報道によると、女性は2015年5月、運転前に睡眠導入剤を服用し、正常な運転ができない可能性があると知りながら車を運転して、居眠り状態で小学生の列に突っ込んだとして起訴された。
判決では、女性が事故時に居眠り状態だったことを認める一方、交通量が相当ある道路で、右左折をしていた点に着目し、「特段注意力が減退していたわけではない」とした。薬物の影響で正常な運転に支障があるおそれがあったとは認めなかった。
検察側は、危険運転致傷罪が成立しなかったときのために、「眠気があったのに運転を中止する義務を怠った」として、予備的に女性を過失運転致傷罪でも起訴していたが、「眠気があったことは立証されていない」「運転中止の義務が生じていたか疑問が残る」として無罪とした。
事故を起こし、小学生にケガを負わせた点が明らかなのに、無罪とされた点について疑問の声もあがっているが、なぜ女性に無罪が言い渡されたのか。今後、検察が控訴した場合、他の罪で有罪になる可能性はあるのか。刑事事件に詳しい星野学弁護士に聞いた。
●「今回の裁判では無罪判決を下すしかなかった」
「えっ!無罪?どうして?」多くの方がこの判決にこのような印象を持たれたのではないでしょうか?

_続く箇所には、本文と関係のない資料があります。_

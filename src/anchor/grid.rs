//! Dense anchor grid built by shifting base anchors across the feature map.

use crate::anchor::{AnchorRecord, BaseAnchor, GridIndex};
use crate::geometry::OrientedBox;

/// Feature-map size in cells.
#[derive(Clone, Copy, Debug, PartialEq, Eq)]
pub struct FeatureSize {
    pub height: usize,
    pub width: usize,
}

impl FeatureSize {
    pub fn new(height: usize, width: usize) -> Self {
        Self { height, width }
    }

    pub fn cells(&self) -> usize {
        self.height * self.width
    }
}

/// All anchors for one feature map.
///
/// Anchors are enumerated row-major over cells with the base-anchor index
/// innermost: flat index `(row * W + col) * A + base`. Scatter and the output
/// layout depend on this order.
#[derive(Clone, Debug)]
pub struct AnchorGrid {
    size: FeatureSize,
    num_base: usize,
    stride: f64,
    anchors: Vec<OrientedBox>,
}

impl AnchorGrid {
    /// Translates every base anchor by `(col * stride, row * stride)`.
    pub fn build(base: &[BaseAnchor], stride: f64, size: FeatureSize) -> Self {
        let mut anchors = Vec::with_capacity(size.cells() * base.len());
        for row in 0..size.height {
            let shift_y = row as f64 * stride;
            for col in 0..size.width {
                let shift_x = col as f64 * stride;
                for anchor in base {
                    anchors.push(anchor.to_box().translated(shift_x, shift_y));
                }
            }
        }
        Self {
            size,
            num_base: base.len(),
            stride,
            anchors,
        }
    }

    pub fn size(&self) -> FeatureSize {
        self.size
    }

    /// Number of base anchors per cell.
    pub fn num_base(&self) -> usize {
        self.num_base
    }

    pub fn stride(&self) -> f64 {
        self.stride
    }

    pub fn len(&self) -> usize {
        self.anchors.len()
    }

    pub fn is_empty(&self) -> bool {
        self.anchors.is_empty()
    }

    /// Anchors in dense enumeration order.
    pub fn anchors(&self) -> &[OrientedBox] {
        &self.anchors
    }

    /// Flat index of the anchor at `idx`.
    pub fn flat_index(&self, idx: GridIndex) -> usize {
        (idx.row * self.size.width + idx.col) * self.num_base + idx.base
    }

    /// Grid position of flat index `flat`.
    pub fn grid_index(&self, flat: usize) -> GridIndex {
        let base = flat % self.num_base.max(1);
        let cell = flat / self.num_base.max(1);
        GridIndex {
            row: cell / self.size.width.max(1),
            col: cell % self.size.width.max(1),
            base,
        }
    }

    /// Returns the tagged anchor at flat index `flat`.
    pub fn record(&self, flat: usize) -> Option<AnchorRecord> {
        self.anchors.get(flat).map(|&bbox| AnchorRecord {
            bbox,
            index: self.grid_index(flat),
        })
    }

    /// Iterates over all tagged anchors in enumeration order.
    pub fn records(&self) -> impl Iterator<Item = AnchorRecord> + '_ {
        self.anchors
            .iter()
            .enumerate()
            .map(move |(flat, &bbox)| AnchorRecord {
                bbox,
                index: self.grid_index(flat),
            })
    }
}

しかし、判決内容を良く見ますと、裁判所は「女性の行為は罪にならない」と判断したわけではないようです。無罪なのに無罪じゃない。ちょっと分かりにくいですね。少し詳しく説明してみます。
検察官は、女性が「薬物の影響」によって正常な運転ができなかったとして、危険運転致死傷罪で起訴しました。
これに対して、裁判所は、この事故は「薬物の影響」で起きた事故ではないと判断したのです。この女性が薬を服用しても日常生活を問題なく送っていたこと、事故直前まで正常な運転をしていたこと、事故後の血液検査の結果などを理由としてあげています。

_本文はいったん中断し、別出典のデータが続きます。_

use anchortarget::{
    AnchorTargetGenerator, AssignConfig, BaseAnchor, FeatureSize, GroundTruthBox, ImageInputs,
    Label, OrientedBox, SampledEllipseOverlap, TargetConfig, TargetReport, WeightConfig,
};
use clap::Parser;
use rand::rngs::StdRng;
use rand::SeedableRng;
use serde::{Deserialize, Serialize};
use std::fs;
use std::path::PathBuf;
use tracing_subscriber::EnvFilter;

const SCHEMA_JSON: &str = include_str!(concat!(env!("CARGO_MANIFEST_DIR"), "/config.schema.json"));
const EXAMPLE_JSON: &str =
    include_str!(concat!(env!("CARGO_MANIFEST_DIR"), "/config.example.json"));

#[derive(Parser, Debug)]
#[command(author, version, about = "Anchor target generation for one image (JSON config driven)")]
struct Cli {
    /// Path to the JSON configuration file.
    #[arg(short, long, value_name = "FILE", default_value = "config.json")]
    config: PathBuf,
    /// Seed for positive / negative subsampling.
    #[arg(long, default_value_t = 0)]
    seed: u64,
    /// Print the JSON schema and exit.
    #[arg(long)]
    print_schema: bool,
    /// Print an example config and exit.
    #[arg(long)]
    print_example: bool,
    /// Enable tracing output for the pipeline stages.
    #[arg(long)]
    trace: bool,
}

#[derive(Debug, Deserialize)]
struct BaseAnchorJson {
    height: f64,
    width: f64,
    #[serde(default)]
    theta: f64,
    #[serde(default)]
    cx: f64,
    #[serde(default)]
    cy: f64,
}

impl From<&BaseAnchorJson> for BaseAnchor {
    fn from(value: &BaseAnchorJson) -> Self {
        BaseAnchor::new(value.height, value.width)
            .with_theta(value.theta)
            .centered_at(value.cx, value.cy)
    }
}

#[derive(Debug, Deserialize)]
struct GroundTruthJson {
    cx: f64,
    cy: f64,
    height: f64,
    width: f64,
    theta: f64,
    #[serde(default)]
    class_label: i32,
}

impl From<&GroundTruthJson> for GroundTruthBox {
    fn from(value: &GroundTruthJson) -> Self {
        GroundTruthBox::new(
            OrientedBox::new(value.cx, value.cy, value.height, value.width, value.theta),
            value.class_label,
        )
    }
}

#[derive(Debug, Deserialize)]
#[serde(default)]
struct AssignConfigJson {
    pos_overlap_thresh: f64,
    neg_overlap_thresh: f64,
    clobber_positives: bool,
    positive_angle_filter: f64,
    negative_angle_filter: f64,
    batch_size: usize,
    fg_fraction: f64,
}

impl Default for AssignConfigJson {
    fn default() -> Self {
        let cfg = AssignConfig::default();
        Self {
            pos_overlap_thresh: cfg.pos_overlap_thresh,
            neg_overlap_thresh: cfg.neg_overlap_thresh,
            clobber_positives: cfg.clobber_positives,
            positive_angle_filter: cfg.positive_angle_filter,
            negative_angle_filter: cfg.negative_angle_filter,
            batch_size: cfg.batch_size,
            fg_fraction: cfg.fg_fraction,
        }
    }
}

#[derive(Debug, Deserialize)]
#[serde(default)]
struct WeightConfigJson {
    positive_weight: f64,
    inside_weights: [f64; 5],
}

impl Default for WeightConfigJson {
    fn default() -> Self {
        let cfg = WeightConfig::default();
        Self {
            positive_weight: cfg.positive_weight,
            inside_weights: cfg.inside_weights,
        }
    }
}

#[derive(Debug, Deserialize)]
#[serde(default)]
struct OracleConfigJson {
    resolution: usize,
}

impl Default for OracleConfigJson {
    fn default() -> Self {
        Self {
            resolution: SampledEllipseOverlap::default().resolution(),
        }
    }
}

#[derive(Debug, Deserialize)]
#[serde(default)]
struct Config {
    image_width: f64,
    image_height: f64,
    feature_height: usize,
    feature_width: usize,
    feature_stride: usize,
    allowed_border_padding_frac: f64,
    base_anchors: Vec<BaseAnchorJson>,
    ground_truth: Vec<GroundTruthJson>,
    output_path: Option<String>,
    assign: AssignConfigJson,
    weights: WeightConfigJson,
    oracle: OracleConfigJson,
}

impl Default for Config {
    fn default() -> Self {
        let cfg = TargetConfig::default();
        Self {
            image_width: 0.0,
            image_height: 0.0,
            feature_height: 0,
            feature_width: 0,
            feature_stride: cfg.feature_stride,
            allowed_border_padding_frac: cfg.allowed_border_padding_frac,
            base_anchors: Vec::new(),
            ground_truth: Vec::new(),
            output_path: None,
            assign: AssignConfigJson::default(),
            weights: WeightConfigJson::default(),
            oracle: OracleConfigJson::default(),
        }
    }
}

impl Config {
    fn target_config(&self) -> TargetConfig {
        TargetConfig {
            assign: AssignConfig {
                pos_overlap_thresh: self.assign.pos_overlap_thresh,
                neg_overlap_thresh: self.assign.neg_overlap_thresh,
                clobber_positives: self.assign.clobber_positives,
                positive_angle_filter: self.assign.positive_angle_filter,
                negative_angle_filter: self.assign.negative_angle_filter,
                batch_size: self.assign.batch_size,
                fg_fraction: self.assign.fg_fraction,
            },
            weights: WeightConfig {
                positive_weight: self.weights.positive_weight,
                inside_weights: self.weights.inside_weights,
            },
            feature_stride: self.feature_stride,
            allowed_border_padding_frac: self.allowed_border_padding_frac,
        }
    }
}

#[derive(Debug, Serialize)]
struct ReportRecord {
    total_anchors: usize,
    inside_anchors: usize,
    positives: usize,
    negatives: usize,
    ignored: usize,
}

impl From<TargetReport> for ReportRecord {
    fn from(value: TargetReport) -> Self {
        Self {
            total_anchors: value.total_anchors,
            inside_anchors: value.inside_anchors,
            positives: value.positives,
            negatives: value.negatives,
            ignored: value.ignored,
        }
    }
}

#[derive(Debug, Serialize)]
struct PositiveRecord {
    row: usize,
    col: usize,
    base: usize,
    anchor: [f64; 5],
    gt_index: usize,
    overlap: f64,
    target: [f64; 5],
}

#[derive(Debug, Serialize)]
struct Output {
    report: ReportRecord,
    label_shape: [usize; 4],
    target_shape: [usize; 4],
    positives: Vec<PositiveRecord>,
}

fn main() -> Result<(), Box<dyn std::error::Error>> {
    let cli = Cli::parse();

    if cli.trace {
        tracing_subscriber::fmt()
            .with_env_filter(
                EnvFilter::from_default_env().add_directive("anchortarget=info".parse()?),
            )
            .with_target(false)
            .init();
    }

    if cli.print_schema {
        println!("{SCHEMA_JSON}");
        return Ok(());
    }
    if cli.print_example {
        println!("{EXAMPLE_JSON}");
        return Ok(());
    }

    let config_text = fs::read_to_string(&cli.config)?;
    let config: Config = serde_json::from_str(&config_text)?;
    if config.feature_height == 0 || config.feature_width == 0 {
        return Err("feature_height and feature_width must be set in the config".into());
    }

    let base: Vec<BaseAnchor> = config.base_anchors.iter().map(BaseAnchor::from).collect();
    let gt: Vec<GroundTruthBox> = config.ground_truth.iter().map(GroundTruthBox::from).collect();
    let generator = AnchorTargetGenerator::new(&base, config.target_config())?;
    let oracle = SampledEllipseOverlap::new(config.oracle.resolution)?;

    let size = FeatureSize::new(config.feature_height, config.feature_width);
    let inputs = ImageInputs {
        gt: &gt,
        image_width: config.image_width,
        image_height: config.image_height,
        feature_size: size,
    };
    let mut rng = StdRng::seed_from_u64(cli.seed);
    let out = generator.compute_targets(&inputs, &oracle, &mut rng)?;
    tracing::info!(
        seed = cli.seed,
        positives = out.report.positives,
        negatives = out.report.negatives,
        "targets generated"
    );

    let grid = generator.anchor_grid(size);
    let mut positives = Vec::new();
    for (k, &flat) in out.inside.indices().iter().enumerate() {
        if out.assignment.labels[k] != Label::Positive {
            continue;
        }
        let idx = grid.grid_index(flat);
        let target = out
            .dense
            .target_at(idx.base, idx.row, idx.col)
            .ok_or("positive anchor outside the target blob")?;
        positives.push(PositiveRecord {
            row: idx.row,
            col: idx.col,
            base: idx.base,
            anchor: out.inside.anchors()[k].to_array(),
            gt_index: out.assignment.best_gt[k],
            overlap: out.assignment.max_overlap[k],
            target,
        });
    }

    let output = Output {
        report: out.report.into(),
        label_shape: out.dense.label_shape(),
        target_shape: out.dense.target_shape(),
        positives,
    };
    let json = serde_json::to_string_pretty(&output)?;

    match config.output_path {
        Some(path) => fs::write(path, json)?,
        None => println!("{json}"),
    }

    Ok(())
}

もちろん、検察官は危険運転致傷罪が成立しないときに備えて過失運転致傷罪も主張していました。ただ、事故の原因である過失の内容は「眠気を催したのに運転を中止しなかったこと」であるとしました。
でも、裁判所は、女性は事故直前まで正常な運転をしていたのだから「眠気を催した事実」はないと判断をして、「検察官が主張する過失はない、過失がないのだから無罪である」と結論づけたのです。

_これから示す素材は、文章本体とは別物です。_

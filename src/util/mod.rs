//! Shared utility helpers.

pub mod error;
pub(crate) mod math;

pub use error::{AnchorTargetError, AnchorTargetResult};
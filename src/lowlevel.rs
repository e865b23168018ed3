//! Building blocks for custom target pipelines.
//!
//! These expose the individual stages behind [`AnchorTargetGenerator`] for
//! callers that need to swap one of them out. Most users should go through
//! the generator.
//!
//! [`AnchorTargetGenerator`]: crate::AnchorTargetGenerator

pub use crate::anchor::{filter_inside, validate_base_anchors, InsideSubset};
pub use crate::angle::{
    decode_shortest_delta, signed_shortest_delta, symmetric_distance, AngularAgreement,
    MAX_ENCODED_DELTA,
};
pub use crate::assign::{
    apply_policy, assign_labels, match_anchors, subsample, Assignment, MatchSummary,
};
pub use crate::codec::{compute_weights, decode_all, encode_matched, RegressionWeights};
pub use crate::geometry::{inside_bounds, rotated_corners, Corners, ImageBounds};
pub use crate::layout::{gather, scatter};
//! Oriented box types and rotation-aware containment tests.
//!
//! Boxes use the `(cx, cy, height, width, theta)` convention with `theta` in
//! degrees, anti-clockwise positive. The footprint is symmetric under a half
//! turn, so `theta` and `theta ± 180` describe the same shape; the canonical
//! range is `(-90, 90]`.

mod corners;

pub use corners::{inside_bounds, rotated_corners, Corners, ImageBounds};

/// 2D point in image coordinates.
#[derive(Clone, Copy, Debug, PartialEq)]
pub struct Point {
    pub x: f64,
    pub y: f64,
}

impl Point {
    pub fn new(x: f64, y: f64) -> Self {
        Self { x, y }
    }
}

/// Rotated box (or ellipse footprint) given by center, size and angle.
#[derive(Clone, Copy, Debug, PartialEq)]
pub struct OrientedBox {
    /// Center x coordinate.
    pub cx: f64,
    /// Center y coordinate.
    pub cy: f64,
    /// Extent along the local y axis.
    pub height: f64,
    /// Extent along the local x axis.
    pub width: f64,
    /// Rotation in degrees, anti-clockwise positive.
    pub theta: f64,
}

impl OrientedBox {
    pub fn new(cx: f64, cy: f64, height: f64, width: f64, theta: f64) -> Self {
        Self {
            cx,
            cy,
            height,
            width,
            theta,
        }
    }

    /// Builds a box from a `[cx, cy, h, w, theta]` row.
    pub fn from_array(values: [f64; 5]) -> Self {
        let [cx, cy, height, width, theta] = values;
        Self::new(cx, cy, height, width, theta)
    }

    /// Returns the box as a `[cx, cy, h, w, theta]` row.
    pub fn to_array(&self) -> [f64; 5] {
        [self.cx, self.cy, self.height, self.width, self.theta]
    }

    /// Returns true if height or width is not strictly positive (or NaN).
    pub fn is_degenerate(&self) -> bool {
        !(self.height > 0.0 && self.width > 0.0)
    }

    /// Returns a copy translated by `(dx, dy)`.
    pub fn translated(&self, dx: f64, dy: f64) -> Self {
        Self {
            cx: self.cx + dx,
            cy: self.cy + dy,
            ..*self
        }
    }
}

/// Ground-truth box with its class label.
#[derive(Clone, Copy, Debug, PartialEq)]
pub struct GroundTruthBox {
    pub bbox: OrientedBox,
    pub class_label: i32,
}

impl GroundTruthBox {
    pub fn new(bbox: OrientedBox, class_label: i32) -> Self {
        Self { bbox, class_label }
    }
}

もちろん、事故態様から見て、女性には、前方不注視、ハンドル操作のミスなど事故の原因となる過失があったはずです。
しかし、裁判所は検察官が主張していない過失があったといって、その過失を根拠に有罪判決を下すことはできません。
そのため、裁判所は今回の裁判では無罪判決を下すしかなかったのだと思います。なぜなら、裁判所は、わざわざ、女性には運転上の過失があった可能性はあるけれど、検察官がそのような過失を主張していないので有罪にはできないと述べているからです。
したがって、検察官が事故の原因である女性の過失の内容を見直して控訴をすれば、控訴審では女性に対して有罪判決が下されるかもしれません。